Gambar 5 Arsitektur spatio-temporal data warehouse.
1. Lapisan bawah
Lapisan bawah merupakan tempat pengolahan sumber data warehouse,
sekaligus sebagai data source pada Geoserver dalam melakukan query layer. Dalam penelitian ini digunakan Database Management System (DBMS) PostgreSQL dengan libraryPostGIS untuk mengelola data spasial dan nonspasial menjadi sebuah kubus data.
2. Lapisan Tengah
Lapisan ini terdiri atas spatial OLAP (SOLAP) server dan web map server. Penelitian ini menggunakan Geomondrian sebagai spatial OLAP server yang berfungsi menyimpan struktur kubus data dalam bentuk multidimensi dan
Geoserver sebagai tempat penyimpanan data geospasial yang berfungsi menghasilkan layer-layer berdasarkan query yang dapat memberikan bentuk penyajian data dalam bentuk peta. Geomondrian dan Geoserver merupakan teknologi open source yang dibangun dalam platform Java. Geomondrian menggunakan MultiDimensional eXpression(MDX) sebagai bahasa yang mampu menangani struktur data multidimensi.
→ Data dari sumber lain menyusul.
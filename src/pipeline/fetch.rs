//! Media fetcher: bounded-concurrency downloads into the cache.
//!
//! ## Algorithm
//!
//! 1. Deduplicate the input URLs (first occurrence wins).
//! 2. `lookup` each URL in the [`CacheStore`]; hits become
//!    [`FetchResult::CachedHit`] without any network call.
//! 3. Misses run through `buffer_unordered(concurrency)`, so at most
//!    `concurrency` downloads are in flight regardless of how many URLs there
//!    are. Outcomes arrive in completion order.
//! 4. A successful body is committed to the cache; a URL whose attempts are
//!    all exhausted becomes [`FetchResult::Failed`].
//!
//! Only a cache write failure aborts the batch: if the cache directory is
//! unwritable no further media can be resolved.
//!
//! ## Retry Strategy
//!
//! Each attempt is one GET bounded by the client timeout. Any non-2xx
//! status, timeout, connection error or empty body is retried until
//! `max_attempts` is reached, waiting `retry_backoff_ms * 2^(n-2)` before
//! attempt `n`. A body over the size cap is never retried.

use crate::config::ExportConfig;
use crate::error::{ExportError, MediaError};
use crate::output::{FetchOutcome, FetchResult};
use crate::pipeline::cache::CacheStore;
use crate::progress::ProgressCallback;
use futures::stream::{self, StreamExt, TryStreamExt};
use std::collections::HashSet;
use std::time::Duration;
use tokio::time::sleep;
use tracing::{debug, info, warn};

/// Attempt bound and backoff schedule for one URL.
#[derive(Debug, Clone, Copy, PartialEq, Eq)]
pub struct RetryPolicy {
    pub max_attempts: u32,
    pub base_backoff: Duration,
}

impl RetryPolicy {
    pub fn from_config(config: &ExportConfig) -> Self {
        Self {
            max_attempts: config.max_attempts.max(1),
            base_backoff: Duration::from_millis(config.retry_backoff_ms),
        }
    }

    /// Delay to wait before attempt `attempt` (1-based). The first attempt
    /// starts immediately.
    pub fn delay_before(&self, attempt: u32) -> Option<Duration> {
        if attempt <= 1 {
            return None;
        }
        let factor = 2u32.saturating_pow(attempt - 2);
        Some(self.base_backoff.saturating_mul(factor))
    }
}

/// Outcome of a single GET.
#[derive(Debug)]
enum AttemptError {
    Retryable(String),
    Permanent(MediaError),
}

/// Build the HTTP client used for media and font downloads.
pub fn build_client(config: &ExportConfig) -> Result<reqwest::Client, ExportError> {
    reqwest::Client::builder()
        .timeout(Duration::from_secs(config.download_timeout_secs))
        .user_agent(config.user_agent.clone())
        .build()
        .map_err(|e| ExportError::Internal(format!("Failed to build HTTP client: {}", e)))
}

/// Download `url` with retries, returning the full body.
///
/// `max_bytes = None` disables the size cap.
pub async fn download_with_retry(
    client: &reqwest::Client,
    url: &str,
    policy: RetryPolicy,
    max_bytes: Option<u64>,
) -> Result<Vec<u8>, MediaError> {
    let mut last_err = String::from("no attempt made");

    for attempt in 1..=policy.max_attempts {
        if let Some(delay) = policy.delay_before(attempt) {
            warn!(
                "{}: retry {}/{} after {}ms",
                url,
                attempt,
                policy.max_attempts,
                delay.as_millis()
            );
            sleep(delay).await;
        }

        match attempt_once(client, url, max_bytes).await {
            Ok(bytes) => return Ok(bytes),
            Err(AttemptError::Permanent(e)) => return Err(e),
            Err(AttemptError::Retryable(reason)) => {
                debug!("{}: attempt {} failed: {}", url, attempt, reason);
                last_err = reason;
            }
        }
    }

    Err(MediaError::DownloadFailed {
        url: url.to_string(),
        attempts: policy.max_attempts,
        reason: last_err,
    })
}

async fn attempt_once(
    client: &reqwest::Client,
    url: &str,
    max_bytes: Option<u64>,
) -> Result<Vec<u8>, AttemptError> {
    let mut response = client.get(url).send().await.map_err(transport_error)?;

    let status = response.status();
    if !status.is_success() {
        return Err(AttemptError::Retryable(format!("HTTP {}", status)));
    }

    let too_large = |bytes: u64, limit: u64| {
        AttemptError::Permanent(MediaError::TooLarge {
            url: url.to_string(),
            bytes,
            limit,
        })
    };

    if let (Some(limit), Some(len)) = (max_bytes, response.content_length()) {
        if len > limit {
            return Err(too_large(len, limit));
        }
    }

    let mut body = Vec::new();
    while let Some(chunk) = response.chunk().await.map_err(transport_error)? {
        body.extend_from_slice(&chunk);
        if let Some(limit) = max_bytes {
            if body.len() as u64 > limit {
                return Err(too_large(body.len() as u64, limit));
            }
        }
    }

    if body.is_empty() {
        return Err(AttemptError::Retryable("empty response body".into()));
    }
    Ok(body)
}

fn transport_error(e: reqwest::Error) -> AttemptError {
    if e.is_timeout() {
        AttemptError::Retryable("timed out".into())
    } else {
        AttemptError::Retryable(e.to_string())
    }
}

/// Resolves eligible media URLs against the cache, downloading misses.
pub struct Fetcher {
    client: reqwest::Client,
    store: CacheStore,
    policy: RetryPolicy,
    concurrency: usize,
    max_media_bytes: u64,
    progress: Option<ProgressCallback>,
}

impl Fetcher {
    pub fn new(store: CacheStore, config: &ExportConfig) -> Result<Self, ExportError> {
        Ok(Self {
            client: build_client(config)?,
            store,
            policy: RetryPolicy::from_config(config),
            concurrency: config.concurrency.max(1),
            max_media_bytes: config.max_media_bytes,
            progress: config.progress_callback.clone(),
        })
    }

    /// The cache this fetcher reads from and commits to.
    pub fn store(&self) -> &CacheStore {
        &self.store
    }

    /// Produce one [`FetchOutcome`] per distinct URL in `urls`.
    ///
    /// # Errors
    /// Only [`ExportError::CacheWriteError`] (or an internal task failure);
    /// per-URL problems are reported as `Failed` outcomes.
    pub async fn fetch_all(&self, urls: &[String]) -> Result<Vec<FetchOutcome>, ExportError> {
        let mut seen = HashSet::new();
        let distinct: Vec<&str> = urls
            .iter()
            .map(String::as_str)
            .filter(|u| seen.insert(*u))
            .collect();

        let mut outcomes = Vec::with_capacity(distinct.len());
        let mut to_download = Vec::new();

        for url in distinct {
            match self.store.lookup(url).await {
                Some(entry) => {
                    debug!("Cache hit: {}", url);
                    let outcome = FetchOutcome::new(url, FetchResult::CachedHit { entry });
                    self.notify(&outcome);
                    outcomes.push(outcome);
                }
                None => to_download.push(url),
            }
        }

        info!(
            "Media: {} cached, {} to download (concurrency={})",
            outcomes.len(),
            to_download.len(),
            self.concurrency
        );

        let downloaded: Vec<FetchOutcome> = stream::iter(to_download)
            .map(|url| self.fetch_one(url))
            .buffer_unordered(self.concurrency)
            .try_collect()
            .await?;

        outcomes.extend(downloaded);
        Ok(outcomes)
    }

    async fn fetch_one(&self, url: &str) -> Result<FetchOutcome, ExportError> {
        let result = match download_with_retry(
            &self.client,
            url,
            self.policy,
            Some(self.max_media_bytes),
        )
        .await
        {
            Ok(bytes) => {
                let entry = self.store.commit(url, bytes).await?;
                FetchResult::Downloaded { entry }
            }
            Err(error) => {
                warn!("Media unavailable: {}: {}", url, error);
                FetchResult::Failed { error }
            }
        };

        let outcome = FetchOutcome::new(url, result);
        self.notify(&outcome);
        Ok(outcome)
    }

    fn notify(&self, outcome: &FetchOutcome) {
        if let Some(ref cb) = self.progress {
            cb.on_media_complete(&outcome.url, outcome.result.kind());
        }
    }
}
Geomondrian dilengkapi OLAP dan XML for analysis (XMLA) sebagai Aplication Programming Interface (API) yang mendukung fungsi OLAP.
3. Lapisan Atas
Lapisan atas merupakan lapisan untuk end-user berupa hasil query yang dapat menampilkan informasi ataupun ringkasan. Query yang diuji pada Spatial OLAP (SOLAP) berupa query dalam bentuk fungsi MDX yang dapat digunakan sebagai model multidimensi. Informasi disajikan dalam bentuk tabel pivot dan grafik menggunakan Jpivot. Hasil query MDX memiliki kemungkinan dapat disinkronisasikan dengan tampilan peta yang disajikan menggunakan library Open Layers ataupun GeoExt. Namun, pada penelitian ini, sinkronisasi hasil
query dengan tampilan peta tersebut belum berhasil dilakukan. Hal ini disebabkan karena tool Geomondrian yang belum stabil dan belum mampu melakukan konfigurasi fungsi yang dapat menyinkronisasikan Jpivot dengan library OpenLayers ataupun GeoExt. Meskipun demikian, penelitian ini sudah dapat menampilkan peta ke dalam sistem Geomondrian. Bentuk visualisasi peta yang telah diintegrasikan ke dalam sistem ini menggunakan query yang berbeda (tidak menggunakan MDX query pada peta), yakni menggunakan filter berupa CQL
(Common Query Language). Query tersebut dapat digunakan untuk menyeleksi wilayah atau lokasi yang diinginkan pada peta dan dapat menyeleksi pula letak
hotspot pada waktu tertentu pada wilayah tersebut. 4.6 Pembuatan Peta
Peta yang hendak dibuat, merupakan suatu bentuk penyajian data yang merupakan hasil representasi dari layer-layer pada suatu web map server. Layer-layer ini dapat berupa point, line, polygon ataupun multipolygon. Pembuatan layer pada web map server ini dibuat berdasarkan query sql yang diberikan di dalam
Geoserver yang berada di level application server pada arsitektur three tier-nya. Arsitektur three tier yang dibangun untuk pembuatan peta pada Geoserver dapat dilihat pada Gambar 6.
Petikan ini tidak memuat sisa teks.